■ Directions for this task
From the data below, return each line in which the string "Option" is found.

■ Record excerpts
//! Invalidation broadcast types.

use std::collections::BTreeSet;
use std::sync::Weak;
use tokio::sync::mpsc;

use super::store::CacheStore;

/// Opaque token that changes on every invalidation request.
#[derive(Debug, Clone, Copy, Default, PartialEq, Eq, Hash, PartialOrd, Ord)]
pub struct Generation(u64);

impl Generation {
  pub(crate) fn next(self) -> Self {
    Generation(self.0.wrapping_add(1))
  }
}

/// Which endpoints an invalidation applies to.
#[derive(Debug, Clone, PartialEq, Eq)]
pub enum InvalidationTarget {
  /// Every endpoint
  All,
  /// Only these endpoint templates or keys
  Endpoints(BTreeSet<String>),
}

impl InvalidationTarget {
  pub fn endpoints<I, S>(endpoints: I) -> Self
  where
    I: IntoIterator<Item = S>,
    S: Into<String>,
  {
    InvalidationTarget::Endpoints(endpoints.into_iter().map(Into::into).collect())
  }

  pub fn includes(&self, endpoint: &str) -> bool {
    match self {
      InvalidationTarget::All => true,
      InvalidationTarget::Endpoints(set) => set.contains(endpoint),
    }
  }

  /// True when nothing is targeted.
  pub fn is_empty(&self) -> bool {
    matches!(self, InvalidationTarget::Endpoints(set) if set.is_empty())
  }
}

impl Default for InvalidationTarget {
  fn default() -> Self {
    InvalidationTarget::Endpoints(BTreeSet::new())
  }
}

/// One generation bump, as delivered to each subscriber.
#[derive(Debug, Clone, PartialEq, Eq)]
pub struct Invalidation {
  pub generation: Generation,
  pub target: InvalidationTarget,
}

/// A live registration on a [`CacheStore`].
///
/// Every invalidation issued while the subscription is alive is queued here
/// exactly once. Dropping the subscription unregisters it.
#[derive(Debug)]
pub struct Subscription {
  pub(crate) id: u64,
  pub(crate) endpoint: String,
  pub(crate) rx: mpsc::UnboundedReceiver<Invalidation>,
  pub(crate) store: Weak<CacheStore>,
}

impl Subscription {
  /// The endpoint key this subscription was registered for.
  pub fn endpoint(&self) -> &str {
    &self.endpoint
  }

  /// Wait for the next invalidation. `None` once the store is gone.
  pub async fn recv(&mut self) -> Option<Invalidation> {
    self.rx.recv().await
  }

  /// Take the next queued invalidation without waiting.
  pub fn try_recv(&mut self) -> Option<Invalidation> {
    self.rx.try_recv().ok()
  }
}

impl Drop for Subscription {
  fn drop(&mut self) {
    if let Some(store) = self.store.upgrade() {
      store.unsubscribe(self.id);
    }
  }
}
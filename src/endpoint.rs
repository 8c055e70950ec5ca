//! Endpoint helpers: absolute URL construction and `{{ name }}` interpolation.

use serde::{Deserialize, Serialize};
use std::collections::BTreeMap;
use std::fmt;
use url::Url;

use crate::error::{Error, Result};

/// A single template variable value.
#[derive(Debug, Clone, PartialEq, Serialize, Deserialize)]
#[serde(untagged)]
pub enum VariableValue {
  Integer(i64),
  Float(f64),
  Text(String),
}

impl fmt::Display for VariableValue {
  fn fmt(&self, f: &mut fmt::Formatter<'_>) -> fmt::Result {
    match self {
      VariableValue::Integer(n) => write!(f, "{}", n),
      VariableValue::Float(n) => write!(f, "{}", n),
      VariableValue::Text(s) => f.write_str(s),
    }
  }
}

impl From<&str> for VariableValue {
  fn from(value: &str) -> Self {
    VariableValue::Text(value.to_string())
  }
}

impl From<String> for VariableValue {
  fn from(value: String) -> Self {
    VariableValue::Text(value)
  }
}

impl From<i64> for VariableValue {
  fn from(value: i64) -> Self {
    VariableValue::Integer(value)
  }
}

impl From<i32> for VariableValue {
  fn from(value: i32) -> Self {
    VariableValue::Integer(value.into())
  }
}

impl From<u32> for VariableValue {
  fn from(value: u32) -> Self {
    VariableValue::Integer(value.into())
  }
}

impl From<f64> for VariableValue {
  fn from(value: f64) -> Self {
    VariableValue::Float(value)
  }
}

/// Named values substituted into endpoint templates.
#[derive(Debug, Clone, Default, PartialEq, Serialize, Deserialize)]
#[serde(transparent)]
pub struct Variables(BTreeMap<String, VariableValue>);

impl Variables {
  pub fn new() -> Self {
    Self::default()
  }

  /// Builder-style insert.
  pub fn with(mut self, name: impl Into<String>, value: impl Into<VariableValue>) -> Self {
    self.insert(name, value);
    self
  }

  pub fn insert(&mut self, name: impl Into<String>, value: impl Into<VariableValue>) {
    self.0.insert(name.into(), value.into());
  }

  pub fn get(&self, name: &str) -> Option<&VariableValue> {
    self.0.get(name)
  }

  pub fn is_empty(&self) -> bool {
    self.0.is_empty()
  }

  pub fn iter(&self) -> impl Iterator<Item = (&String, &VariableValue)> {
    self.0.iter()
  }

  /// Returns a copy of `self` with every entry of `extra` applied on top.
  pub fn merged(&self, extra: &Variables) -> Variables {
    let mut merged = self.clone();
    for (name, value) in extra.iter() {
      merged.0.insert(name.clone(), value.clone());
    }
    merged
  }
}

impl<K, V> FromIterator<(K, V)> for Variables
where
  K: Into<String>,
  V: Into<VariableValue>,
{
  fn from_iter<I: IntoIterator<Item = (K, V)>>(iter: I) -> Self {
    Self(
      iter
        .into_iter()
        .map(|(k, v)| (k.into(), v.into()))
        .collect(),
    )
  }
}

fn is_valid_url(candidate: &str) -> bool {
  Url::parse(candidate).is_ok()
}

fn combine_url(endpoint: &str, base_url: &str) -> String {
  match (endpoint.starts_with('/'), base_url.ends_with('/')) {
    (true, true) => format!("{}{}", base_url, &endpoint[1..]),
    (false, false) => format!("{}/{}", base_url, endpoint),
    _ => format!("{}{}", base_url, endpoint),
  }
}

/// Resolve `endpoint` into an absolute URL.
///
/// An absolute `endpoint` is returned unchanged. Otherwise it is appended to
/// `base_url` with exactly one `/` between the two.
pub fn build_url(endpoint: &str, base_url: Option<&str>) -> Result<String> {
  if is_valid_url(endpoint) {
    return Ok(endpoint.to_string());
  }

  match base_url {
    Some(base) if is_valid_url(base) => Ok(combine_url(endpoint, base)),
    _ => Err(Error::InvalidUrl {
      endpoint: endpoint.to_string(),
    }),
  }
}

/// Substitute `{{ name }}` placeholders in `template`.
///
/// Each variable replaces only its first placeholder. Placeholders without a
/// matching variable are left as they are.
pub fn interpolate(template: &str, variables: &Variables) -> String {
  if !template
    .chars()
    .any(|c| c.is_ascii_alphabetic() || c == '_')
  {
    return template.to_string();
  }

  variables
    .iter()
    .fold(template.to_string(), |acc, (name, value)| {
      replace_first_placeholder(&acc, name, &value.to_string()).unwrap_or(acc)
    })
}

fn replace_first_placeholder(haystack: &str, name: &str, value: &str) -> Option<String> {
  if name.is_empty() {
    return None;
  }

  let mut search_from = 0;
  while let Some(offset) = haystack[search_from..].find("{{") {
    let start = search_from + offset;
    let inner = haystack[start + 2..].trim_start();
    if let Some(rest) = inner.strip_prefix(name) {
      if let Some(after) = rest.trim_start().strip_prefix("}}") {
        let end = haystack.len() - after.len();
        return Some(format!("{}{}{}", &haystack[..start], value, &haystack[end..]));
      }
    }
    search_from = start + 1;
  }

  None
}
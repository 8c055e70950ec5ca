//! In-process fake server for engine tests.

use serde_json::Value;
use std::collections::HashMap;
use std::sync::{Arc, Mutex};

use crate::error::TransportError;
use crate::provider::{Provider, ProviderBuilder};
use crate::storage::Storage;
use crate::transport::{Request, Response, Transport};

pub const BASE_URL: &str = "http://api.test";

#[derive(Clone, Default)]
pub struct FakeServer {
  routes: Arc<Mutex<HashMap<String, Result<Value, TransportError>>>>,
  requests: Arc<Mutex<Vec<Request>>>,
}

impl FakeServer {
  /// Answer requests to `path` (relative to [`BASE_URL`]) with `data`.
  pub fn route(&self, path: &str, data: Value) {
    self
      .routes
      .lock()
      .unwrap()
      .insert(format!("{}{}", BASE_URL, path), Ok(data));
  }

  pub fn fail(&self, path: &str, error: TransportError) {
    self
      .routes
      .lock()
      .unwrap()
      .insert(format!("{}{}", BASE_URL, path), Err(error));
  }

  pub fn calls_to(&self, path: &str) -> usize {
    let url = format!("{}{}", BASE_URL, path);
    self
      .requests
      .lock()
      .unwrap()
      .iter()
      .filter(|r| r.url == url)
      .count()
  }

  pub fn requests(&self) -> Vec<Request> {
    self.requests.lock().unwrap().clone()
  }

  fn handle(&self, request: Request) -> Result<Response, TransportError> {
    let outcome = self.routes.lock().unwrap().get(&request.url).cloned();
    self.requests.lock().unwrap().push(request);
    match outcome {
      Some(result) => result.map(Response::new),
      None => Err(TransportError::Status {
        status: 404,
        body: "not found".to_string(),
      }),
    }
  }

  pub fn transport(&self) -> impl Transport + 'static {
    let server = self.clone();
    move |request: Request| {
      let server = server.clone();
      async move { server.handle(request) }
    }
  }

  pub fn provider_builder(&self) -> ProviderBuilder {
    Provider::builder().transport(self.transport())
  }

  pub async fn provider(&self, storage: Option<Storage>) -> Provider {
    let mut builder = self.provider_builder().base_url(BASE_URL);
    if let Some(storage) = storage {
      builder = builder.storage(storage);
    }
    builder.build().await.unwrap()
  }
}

■ Response for this exercise
  pub async fn recv(&mut self) -> Option<Invalidation> {
  pub fn try_recv(&mut self) -> Option<Invalidation> {
  pub fn get(&self, name: &str) -> Option<&VariableValue> {
pub fn build_url(endpoint: &str, base_url: Option<&str>) -> Result<String> {
fn replace_first_placeholder(haystack: &str, name: &str, value: &str) -> Option<String> {
  pub async fn provider(&self, storage: Option<Storage>) -> Provider {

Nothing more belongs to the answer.